## [About this task]
The word "expected" occurs in some of the lines below; copy each of those lines.

## [Provided entries]
//! Input sampling: buttons, motion sensor and the bike tamper loop.
//!
//! Inputs are read once per cycle. Buttons report rising edges only; the hold-off
//! between toggles belongs to the engine. The PIR and tamper loop are not debounced.

use crate::{
    hardware::{HwError, InputPin, LogicalInput, OutputPin, Polarity},
    Channel,
};

/// Facts gathered in one cycle
#[derive(Debug, Clone, Copy, PartialEq, Eq, Default)]
pub struct Inputs {
    pub red_button_pressed: bool,
    pub blue_button_pressed: bool,
    pub pir_triggered: bool,
    pub bike_wire_fault: bool,
}

impl Inputs {
    /// Whether the button of `channel` went down this cycle
    pub fn pressed(&self, channel: Channel) -> bool {
        match channel {
            Channel::Interior => self.red_button_pressed,
            Channel::Bike => self.blue_button_pressed,
        }
    }
}

/// One read-back of the tamper loop
#[derive(Debug, Clone, Copy, PartialEq, Eq)]
pub struct TamperReading {
    pub expected: [bool; 2],
    pub observed: [bool; 2],
}

impl TamperReading {
    /// A cut or shorted conductor makes a sensed line disagree with its driver
    pub fn is_fault(&self) -> bool {
        self.expected != self.observed
    }
}

/// Two conductors run through the bike, each driven from one line and read back on another.
/// The drive pattern is complementary and flips every check, so a conductor stuck at either
/// level or shorted to its neighbour is caught within two cycles.
pub struct TamperLoop {
    drive: [Box<dyn OutputPin>; 2],
    sense: [Box<dyn InputPin>; 2],
    phase: bool,
    /// The drive lines are known to carry the pattern of `phase`
    driven: bool,
}

impl TamperLoop {
    /// Drives the first reference pattern immediately
    pub fn new(
        drive: [Box<dyn OutputPin>; 2],
        sense: [Box<dyn InputPin>; 2],
    ) -> Result<Self, HwError> {
        let mut tamper = Self {
            drive,
            sense,
            phase: true,
            driven: false,
        };
        tamper.drive_phase(true)?;
        Ok(tamper)
    }

    fn pattern(&self) -> [bool; 2] {
        [self.phase, !self.phase]
    }

    /// `phase` is only committed once both lines are written
    fn drive_phase(&mut self, phase: bool) -> Result<(), HwError> {
        self.driven = false;
        self.drive[0].write(phase)?;
        self.drive[1].write(!phase)?;
        self.phase = phase;
        self.driven = true;
        Ok(())
    }

    /// Compare the sensed lines with the pattern currently driven, then drive the next one.
    ///
    /// Returns `None` when an earlier drive failed and the lines were in an unknown state;
    /// the pattern is driven again and compared on the next check.
    pub fn check(&mut self) -> Result<Option<TamperReading>, HwError> {
        if !self.driven {
            self.drive_phase(self.phase)?;
            return Ok(None);
        }

        let observed = [self.sense[0].is_high()?, self.sense[1].is_high()?];
        let reading = TamperReading {
            expected: self.pattern(),
            observed,
        };
        self.drive_phase(!self.phase)?;
        Ok(Some(reading))
    }

    /// Release the drive lines
    pub fn release(&mut self) -> Result<(), HwError> {
        self.driven = false;
        self.drive[0].write(false)?;
        self.drive[1].write(false)
    }
}

/// Reads every input of the controller
pub struct Sampler {
    red_button: LogicalInput<Box<dyn InputPin>>,
    blue_button: LogicalInput<Box<dyn InputPin>>,
    pir: LogicalInput<Box<dyn InputPin>>,
    tamper: TamperLoop,
    red_held: bool,
    blue_held: bool,
    last_tamper: Option<TamperReading>,
}

/// Lines and polarities for a [`Sampler`]
pub struct SamplerPins {
    pub red_button: Box<dyn InputPin>,
    pub blue_button: Box<dyn InputPin>,
    pub buttons: Polarity,
    pub pir: Box<dyn InputPin>,
    pub pir_polarity: Polarity,
    pub tamper: TamperLoop,
}

impl Sampler {
    pub fn new(pins: SamplerPins) -> Self {
        Self {
            red_button: LogicalInput::new(pins.red_button, pins.buttons),
            blue_button: LogicalInput::new(pins.blue_button, pins.buttons),
            pir: LogicalInput::new(pins.pir, pins.pir_polarity),
            tamper: pins.tamper,
            red_held: false,
            blue_held: false,
            last_tamper: None,
        }
    }

    /// Read all inputs. Nothing is committed unless every read succeeds,
    /// so a failed cycle cannot swallow a button edge.
    pub fn sample(&mut self) -> Result<Inputs, HwError> {
        let red = self.red_button.is_asserted()?;
        let blue = self.blue_button.is_asserted()?;
        let pir_triggered = self.pir.is_asserted()?;
        let tamper = self.tamper.check()?;

        let inputs = Inputs {
            red_button_pressed: red && !self.red_held,
            blue_button_pressed: blue && !self.blue_held,
            pir_triggered,
            bike_wire_fault: tamper.is_some_and(|t| t.is_fault()),
        };
        self.red_held = red;
        self.blue_held = blue;
        self.last_tamper = tamper;
        Ok(inputs)
    }

    /// The tamper loop reading of the last successful sample, `None` if it only re-drove the loop
    pub fn last_tamper(&self) -> Option<TamperReading> {
        self.last_tamper
    }

    pub fn release(&mut self) -> Result<(), HwError> {
        self.tamper.release()
    }
}

#[cfg(test)]
mod tests {
    use super::*;
    use crate::hardware::sim::SimLine;

    struct Rig {
        red: SimLine,
        blue: SimLine,
        pir: SimLine,
        loop_a: SimLine,
        loop_b: SimLine,
        sampler: Sampler,
    }

    fn rig() -> Rig {
        let (red, blue, pir) = (SimLine::new(), SimLine::new(), SimLine::new());
        let (loop_a, loop_b) = (SimLine::new(), SimLine::new());
        let tamper = TamperLoop::new(
            [Box::new(loop_a.clone()), Box::new(loop_b.clone())],
            [Box::new(loop_a.clone()), Box::new(loop_b.clone())],
        )
        .unwrap();
        let sampler = Sampler::new(SamplerPins {
            red_button: Box::new(red.clone()),
            blue_button: Box::new(blue.clone()),
            buttons: Polarity::ActiveHigh,
            pir: Box::new(pir.clone()),
            pir_polarity: Polarity::ActiveHigh,
            tamper,
        });
        Rig {
            red,
            blue,
            pir,
            loop_a,
            loop_b,
            sampler,
        }
    }

    #[test]
    fn button_reports_rising_edge_once() {
        let mut rig = rig();
        assert!(!rig.sampler.sample().unwrap().red_button_pressed);
        rig.red.set(true);
        assert!(rig.sampler.sample().unwrap().red_button_pressed);
        assert!(!rig.sampler.sample().unwrap().red_button_pressed);
        rig.red.set(false);
        assert!(!rig.sampler.sample().unwrap().red_button_pressed);
        rig.red.set(true);
        let inputs = rig.sampler.sample().unwrap();
        assert!(inputs.pressed(Channel::Interior));
        assert!(!inputs.pressed(Channel::Bike));
    }

    #[test]
    fn pir_is_level_not_edge() {
        let mut rig = rig();
        rig.pir.set(true);
        assert!(rig.sampler.sample().unwrap().pir_triggered);
        assert!(rig.sampler.sample().unwrap().pir_triggered);
    }

    #[test]
    fn intact_loop_has_no_fault() {
        let mut rig = rig();
        for _ in 0..4 {
            assert!(!rig.sampler.sample().unwrap().bike_wire_fault);
        }
    }

    #[test]
    fn cut_wire_is_a_fault_within_two_cycles() {
        let mut rig = rig();
        rig.loop_a.stick_low();
        let first = rig.sampler.sample().unwrap().bike_wire_fault;
        let second = rig.sampler.sample().unwrap().bike_wire_fault;
        assert!(first || second);
    }

    #[test]
    fn shorted_pair_is_a_fault() {
        let mut rig = rig();
        // both conductors read as the same level while driven complementary
        rig.loop_a.stick_high();
        rig.loop_b.stick_high();
        assert!(rig.sampler.sample().unwrap().bike_wire_fault);
        assert!(rig.sampler.last_tamper().unwrap().is_fault());
    }

    #[test]
    fn failed_read_keeps_button_edge() {
        let mut rig = rig();
        rig.red.set(true);
        rig.pir.set_failing(true);
        assert!(rig.sampler.sample().is_err());
        rig.pir.set_failing(false);
        assert!(rig.sampler.sample().unwrap().red_button_pressed);
    }

    #[test]
    fn failed_drive_is_not_a_fault() {
        for line in ["a", "b"] {
            let mut rig = rig();
            let drive = if line == "a" { rig.loop_a.clone() } else { rig.loop_b.clone() };
            assert!(!rig.sampler.sample().unwrap().bike_wire_fault);

            drive.set_write_failing(true);
            assert!(rig.sampler.sample().is_err());
            drive.set_write_failing(false);

            // re-drives without comparing, then checks normally again
            let inputs = rig.sampler.sample().unwrap();
            assert!(!inputs.bike_wire_fault);
            assert_eq!(rig.sampler.last_tamper(), None);
            for _ in 0..4 {
                assert!(!rig.sampler.sample().unwrap().bike_wire_fault);
            }
            assert!(!rig.sampler.last_tamper().unwrap().is_fault());
        }
    }

    #[test]
    fn cut_wire_after_failed_drive_is_still_caught() {
        let mut rig = rig();
        rig.loop_a.set_write_failing(true);
        assert!(rig.sampler.sample().is_err());
        rig.loop_a.set_write_failing(false);
        rig.loop_a.stick_low();
        let faults = (0..3)
            .filter(|_| rig.sampler.sample().unwrap().bike_wire_fault)
            .count();
        assert!(faults >= 1);
    }

    #[test]
    fn release_drives_loop_low() {
        let mut rig = rig();
        rig.blue.set(true);
        rig.sampler.sample().unwrap();
        rig.sampler.release().unwrap();
        assert!(!rig.loop_a.level());
        assert!(!rig.loop_b.level());
    }
}
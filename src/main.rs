use std::{path::PathBuf, sync::Arc, time::Duration};

use clap::Parser;
use rumqttc::v5::AsyncClient;
use rv_alarm::{
    board::{sysfs_board, InputPolarity, PinMap, SimBoard},
    config::{AlarmConfig, DebounceMode},
    controller::{alarm_runner, AlarmController},
    hardware::{sysfs::GPIO_CLASS_ROOT, Polarity},
    mqtt_handler::{MqttProcessor, MqttProcessorOptions},
    AlarmEvent,
};
use tokio::{
    signal::{
        self,
        unix::{signal as unix_signal, SignalKind},
    },
    sync::mpsc,
};
use tokio_util::{sync::CancellationToken, task::TaskTracker};
use tracing::{info, level_filters::LevelFilter, warn};
use tracing_subscriber::{fmt::format::FmtSpan, EnvFilter};

/// rv-alarm command line arguments
#[derive(Parser, Debug)]
#[command(version)]
struct AlarmArgs {
    /// Run on in-memory lines instead of GPIO
    #[arg(long, env = "RV_ALARM_MOCK")]
    mock: bool,

    /// Never energise the buzzer or horn
    #[arg(short = 'q', long, env = "RV_ALARM_QUIET")]
    quiet: bool,

    /// Give each button its own debounce clock instead of one shared clock
    #[arg(long, env = "RV_ALARM_PER_CHANNEL_DEBOUNCE")]
    per_channel_debounce: bool,

    /// The MQTT broker to publish transitions to, host:port.  Publishing is off if unset
    #[arg(short = 'u', long, env = "RV_ALARM_MQTT_URL")]
    mqtt_url: Option<String>,

    /// The GPIO class directory
    #[arg(long, default_value = GPIO_CLASS_ROOT, env = "RV_ALARM_GPIO_ROOT")]
    gpio_root: PathBuf,

    /// Number of the first line of the GPIO chip (non zero on a Pi 5)
    #[arg(long, default_value_t = 0, env = "RV_ALARM_GPIO_BASE")]
    gpio_base: u32,

    /// Buttons pull the line low when pressed
    #[arg(long, env = "RV_ALARM_BUTTONS_ACTIVE_LOW")]
    buttons_active_low: bool,

    /// The PIR pulls the line low on motion
    #[arg(long, env = "RV_ALARM_PIR_ACTIVE_LOW")]
    pir_active_low: bool,

    /// Exit and entry delay, seconds
    #[arg(long, default_value_t = 30, env = "RV_ALARM_ENTRY_EXIT_DELAY")]
    entry_exit_delay: u64,

    /// Longest time the horn sounds before silencing, minutes
    #[arg(long, default_value_t = 2, env = "RV_ALARM_MAX_ALARM_MINUTES")]
    max_alarm_minutes: u64,

    /// Loop period, milliseconds
    #[arg(
        long,
        default_value_t = 300,
        env = "RV_ALARM_LOOP_DELAY_MS",
        value_parser = clap::value_parser!(u64).range(1..)
    )]
    loop_delay_ms: u64,

    #[arg(long, default_value_t = 6, env = "RV_ALARM_RED_BUTTON")]
    red_button: u32,
    #[arg(long, default_value_t = 13, env = "RV_ALARM_BLUE_BUTTON")]
    blue_button: u32,
    #[arg(long, default_value_t = 5, env = "RV_ALARM_PIR")]
    pir: u32,
    #[arg(long, default_value_t = 12, env = "RV_ALARM_RED_LIGHT")]
    red_light: u32,
    #[arg(long, default_value_t = 19, env = "RV_ALARM_BLUE_LIGHT")]
    blue_light: u32,
    #[arg(long, default_value_t = 22, env = "RV_ALARM_BUZZER")]
    buzzer: u32,
    #[arg(long, default_value_t = 27, env = "RV_ALARM_HORN")]
    horn: u32,

    /// Tamper loop, drive line of the first conductor
    #[arg(long, default_value_t = 23, env = "RV_ALARM_TAMPER_DRIVE_A")]
    tamper_drive_a: u32,
    /// Tamper loop, drive line of the second conductor
    #[arg(long, default_value_t = 24, env = "RV_ALARM_TAMPER_DRIVE_B")]
    tamper_drive_b: u32,
    /// Tamper loop, sense line of the first conductor
    #[arg(long, default_value_t = 25, env = "RV_ALARM_TAMPER_SENSE_A")]
    tamper_sense_a: u32,
    /// Tamper loop, sense line of the second conductor
    #[arg(long, default_value_t = 26, env = "RV_ALARM_TAMPER_SENSE_B")]
    tamper_sense_b: u32,
}

impl AlarmArgs {
    fn config(&self) -> AlarmConfig {
        AlarmConfig {
            entry_exit_delay: Duration::from_secs(self.entry_exit_delay),
            loop_delay: Duration::from_millis(self.loop_delay_ms),
            debounce_mode: if self.per_channel_debounce {
                DebounceMode::PerChannel
            } else {
                DebounceMode::Shared
            },
            quiet: self.quiet,
            ..Default::default()
        }
        .with_max_alarm_minutes(self.max_alarm_minutes)
    }

    fn pins(&self) -> PinMap {
        PinMap {
            red_button: self.red_button,
            blue_button: self.blue_button,
            pir: self.pir,
            red_light: self.red_light,
            blue_light: self.blue_light,
            buzzer: self.buzzer,
            horn: self.horn,
            tamper_drive: [self.tamper_drive_a, self.tamper_drive_b],
            tamper_sense: [self.tamper_sense_a, self.tamper_sense_b],
        }
    }
}

#[tokio::main]
async fn main() {
    let cli = AlarmArgs::parse();

    println!("Initializing rv alarm...");
    println!("Initializing fmt subscriber");
    // construct a subscriber that prints formatted traces to stdout
    // if RUST_LOG is not set, defaults to loglevel INFO
    let subscriber = tracing_subscriber::fmt()
        .with_thread_ids(true)
        .with_ansi(true)
        .with_thread_names(true)
        .with_span_events(FmtSpan::CLOSE)
        .with_env_filter(
            EnvFilter::builder()
                .with_default_directive(LevelFilter::INFO.into())
                .from_env_lossy(),
        )
        .finish();
    // use that subscriber to process traces emitted after this point
    tracing::subscriber::set_global_default(subscriber).expect("Could not init tracing");

    let config = cli.config();
    if config.quiet {
        warn!("Quiet mode, buzzer and horn stay off!");
    }

    let (sampler, annunciator) = if cli.mock {
        info!("Using mock hardware");
        SimBoard::new()
            .build(config.dim_percent)
            .expect("Could not build mock board")
    } else {
        sysfs_board(
            &cli.gpio_root,
            cli.gpio_base,
            &cli.pins(),
            InputPolarity {
                buttons: Polarity::from_active_low(cli.buttons_active_low),
                pir: Polarity::from_active_low(cli.pir_active_low),
            },
            config.dim_percent,
        )
        .expect("Could not open GPIO lines")
    };

    let task_tracker = TaskTracker::new();
    let token = CancellationToken::new();

    // channel to pass transitions to the publisher, only if publishing
    let event_tx = if let Some(mqtt_url) = cli.mqtt_url.clone() {
        let (event_tx, event_rx) = mpsc::channel::<AlarmEvent>(100);
        info!("Running MQTT publisher");
        let (processor, opts) = MqttProcessor::new(
            token.clone(),
            event_rx,
            MqttProcessorOptions {
                mqtt_path: mqtt_url,
            },
        )
        .expect("Invalid MQTT options");
        let (client, eventloop) = AsyncClient::new(opts, 100);
        task_tracker.spawn(processor.process_mqtt(Arc::new(client), eventloop));
        Some(event_tx)
    } else {
        None
    };

    info!("Running alarm loop");
    let controller = AlarmController::new(&config, sampler, Box::new(annunciator), event_tx);
    let alarm = task_tracker.spawn(alarm_runner(token.clone(), controller));

    task_tracker.close();

    info!("Initialization complete, ready...");
    info!("Use Ctrl+C, SIGINT or SIGTERM to exit cleanly!");

    let mut sigterm = unix_signal(SignalKind::terminate()).expect("Could not listen for SIGTERM");
    tokio::select! {
        res = signal::ctrl_c() => res.expect("Could not read cancellation trigger (ctr+c)"),
        _ = sigterm.recv() => {},
    }
    info!("Received exit signal, shutting down!");
    token.cancel();
    task_tracker.wait().await;

    match alarm.await {
        Ok(Ok(())) => info!("Alarm loop stopped cleanly"),
        Ok(Err(err)) => warn!("Alarm loop stopped with error: {}", err),
        Err(err) => warn!("Alarm loop panicked: {}", err),
    }
}

#[cfg(test)]
mod tests {
    use super::*;

    #[test]
    fn zero_loop_delay_is_rejected() {
        assert!(AlarmArgs::try_parse_from(["rv-alarm", "--loop-delay-ms", "0"]).is_err());
        let args = AlarmArgs::try_parse_from(["rv-alarm", "--loop-delay-ms", "1"]).unwrap();
        assert_eq!(args.config().loop_delay, Duration::from_millis(1));
    }

    #[test]
    fn huge_alarm_time_saturates() {
        let max = u64::MAX.to_string();
        let args =
            AlarmArgs::try_parse_from(["rv-alarm", "--max-alarm-minutes", max.as_str()]).unwrap();
        assert_eq!(args.config().max_alarm, Duration::from_secs(u64::MAX));
    }
}
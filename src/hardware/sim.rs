//! In-memory lines.
//!
//! A [`SimLine`] is both an input and an output; clones share the same wire, so wiring an
//! output clone to an input clone models an intact loop. Used by `--mock` and by tests.

use std::sync::{
    atomic::{AtomicBool, AtomicU8, Ordering},
    Arc,
};

use super::{HwError, InputPin, OutputPin};

const NOT_STUCK: u8 = 0;
const STUCK_LOW: u8 = 1;
const STUCK_HIGH: u8 = 2;

#[derive(Debug, Default)]
struct Wire {
    duty: AtomicU8,
    stuck: AtomicU8,
    failing: AtomicBool,
    write_failing: AtomicBool,
}

/// A simulated digital line
#[derive(Debug, Clone, Default)]
pub struct SimLine {
    wire: Arc<Wire>,
    id: u32,
}

impl SimLine {
    pub fn new() -> Self {
        Self::default()
    }

    /// A line reporting `id` in errors
    pub fn with_id(id: u32) -> Self {
        Self {
            wire: Arc::default(),
            id,
        }
    }

    /// Drive the line from the outside, as a button or sensor would
    pub fn set(&self, high: bool) {
        self.wire
            .duty
            .store(if high { 100 } else { 0 }, Ordering::Relaxed);
    }

    /// Level seen by readers
    pub fn level(&self) -> bool {
        match self.wire.stuck.load(Ordering::Relaxed) {
            STUCK_LOW => false,
            STUCK_HIGH => true,
            _ => self.duty() > 0,
        }
    }

    /// Last driven duty cycle in percent
    pub fn duty(&self) -> u8 {
        self.wire.duty.load(Ordering::Relaxed)
    }

    /// Force readers to see low regardless of the driver, as a cut wire does
    pub fn stick_low(&self) {
        self.wire.stuck.store(STUCK_LOW, Ordering::Relaxed);
    }

    /// Force readers to see high regardless of the driver, as a short to supply does
    pub fn stick_high(&self) {
        self.wire.stuck.store(STUCK_HIGH, Ordering::Relaxed);
    }

    pub fn repair(&self) {
        self.wire.stuck.store(NOT_STUCK, Ordering::Relaxed);
    }

    /// Make every access fail until cleared
    pub fn set_failing(&self, failing: bool) {
        self.wire.failing.store(failing, Ordering::Relaxed);
    }

    /// Make writes fail until cleared, reads keep working
    pub fn set_write_failing(&self, failing: bool) {
        self.wire.write_failing.store(failing, Ordering::Relaxed);
    }

    fn check_write(&self) -> Result<(), HwError> {
        if self.wire.write_failing.load(Ordering::Relaxed) {
            return Err(HwError::Unavailable { line: self.id });
        }
        self.check()
    }

    fn check(&self) -> Result<(), HwError> {
        if self.wire.failing.load(Ordering::Relaxed) {
            Err(HwError::Unavailable { line: self.id })
        } else {
            Ok(())
        }
    }
}

impl InputPin for SimLine {
    fn is_high(&mut self) -> Result<bool, HwError> {
        self.check()?;
        Ok(self.level())
    }
}

impl OutputPin for SimLine {
    fn write(&mut self, high: bool) -> Result<(), HwError> {
        self.check_write()?;
        self.set(high);
        Ok(())
    }

    fn write_duty(&mut self, percent: u8) -> Result<(), HwError> {
        self.check_write()?;
        self.wire.duty.store(percent.min(100), Ordering::Relaxed);
        Ok(())
    }
}
//! Shared opcode and quadruple vocabulary used by both the generator (C4)
//! and the virtual machine (C5).

use num_enum::{IntoPrimitive, TryFromPrimitive};
use serde::{Deserialize, Serialize};

/// Integer-tagged opcode. Ordinals match the original implementation's
/// `Operations` enum so serialised bundles are stable across versions of
/// this crate that agree on `BUNDLE_VERSION`.
#[derive(Debug, Clone, Copy, PartialEq, Eq, TryFromPrimitive, IntoPrimitive, Serialize, Deserialize)]
#[repr(u8)]
pub enum Opcode {
    Plus = 1,
    Minus = 2,
    Mult = 3,
    Div = 4,
    LessThan = 5,
    GreaterThan = 6,
    NotEqual = 7,
    Assign = 8,
    Print = 9,
    Gotof = 10,
    Goto = 11,
    End = 12,
    Alloc = 13,
    Param = 14,
    Gosub = 15,
    Endfunc = 16,
}

/// A three-address instruction. `arg1`/`arg2`/`result` are vdirs or quad
/// indices depending on `op`; `label` carries a function name for
/// `Alloc`/`Gosub`. `scope` is debug metadata only — the function the quad
/// was emitted in.
#[derive(Debug, Clone, Serialize, Deserialize)]
pub struct Quadruple {
    pub op: Opcode,
    pub arg1: Option<i32>,
    pub arg2: Option<i32>,
    pub result: Option<i32>,
    pub label: Option<String>,
    pub scope: String,
}

impl Quadruple {
    #[must_use]
    pub fn new(op: Opcode, scope: &str) -> Self {
        Self { op, arg1: None, arg2: None, result: None, label: None, scope: scope.to_string() }
    }

    #[must_use]
    pub fn with_args(mut self, arg1: Option<i32>, arg2: Option<i32>, result: Option<i32>) -> Self {
        self.arg1 = arg1;
        self.arg2 = arg2;
        self.result = result;
        self
    }

    #[must_use]
    pub fn with_label(mut self, label: &str) -> Self {
        self.label = Some(label.to_string());
        self
    }
}
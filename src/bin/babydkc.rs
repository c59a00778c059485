//! `babydkc` — the BabyDuck compiler driver: `.baby` source in, `.obj`
//! bundle and `.ovejota` text dump out.

use std::fs;
use std::path::{Path, PathBuf};
use std::process::ExitCode;

use anyhow::Context;
use clap::Parser;

#[derive(Parser, Debug)]
#[command(name = "babydkc", about = "Compile a BabyDuck source file")]
struct Args {
    /// Path to the `.baby` source file.
    src: PathBuf,

    /// Increase log verbosity (repeatable: -v, -vv).
    #[arg(short, long, action = clap::ArgAction::Count)]
    verbose: u8,
}

fn main() -> ExitCode {
    let args = Args::parse();
    init_logging(args.verbose);

    match run(&args.src) {
        Ok(()) => ExitCode::SUCCESS,
        Err(err) => {
            eprintln!("error: {err}");
            ExitCode::FAILURE
        }
    }
}

fn run(src_path: &Path) -> anyhow::Result<()> {
    let source = fs::read_to_string(src_path)
        .with_context(|| format!("reading source file {}", src_path.display()))?;

    let filename = src_path
        .file_name()
        .map(|n| n.to_string_lossy().to_string())
        .unwrap_or_else(|| src_path.display().to_string());

    log::info!("compiling {filename}");
    let bundle = babyduck::compile(&source, &filename)?;

    let base = src_path.with_extension("");
    let obj_path = base.with_extension("obj");
    let ovejota_path = base.with_extension("ovejota");

    let mut obj_file = fs::File::create(&obj_path)
        .with_context(|| format!("creating object file {}", obj_path.display()))?;
    babyduck::bundle::write_obj(&bundle, &mut obj_file)?;

    let dump = babyduck::bundle::render_ovejota(&bundle);
    fs::write(&ovejota_path, dump)
        .with_context(|| format!("writing dump file {}", ovejota_path.display()))?;

    log::info!("wrote {} and {}", obj_path.display(), ovejota_path.display());
    Ok(())
}

fn init_logging(verbosity: u8) {
    let level = match verbosity {
        0 => log::LevelFilter::Warn,
        1 => log::LevelFilter::Info,
        _ => log::LevelFilter::Debug,
    };
    env_logger::Builder::from_env(env_logger::Env::default().default_filter_or(level.as_str())).init();
}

## [Output of the exercise]
    pub expected: [bool; 2],
        self.expected != self.observed
            expected: self.pattern(),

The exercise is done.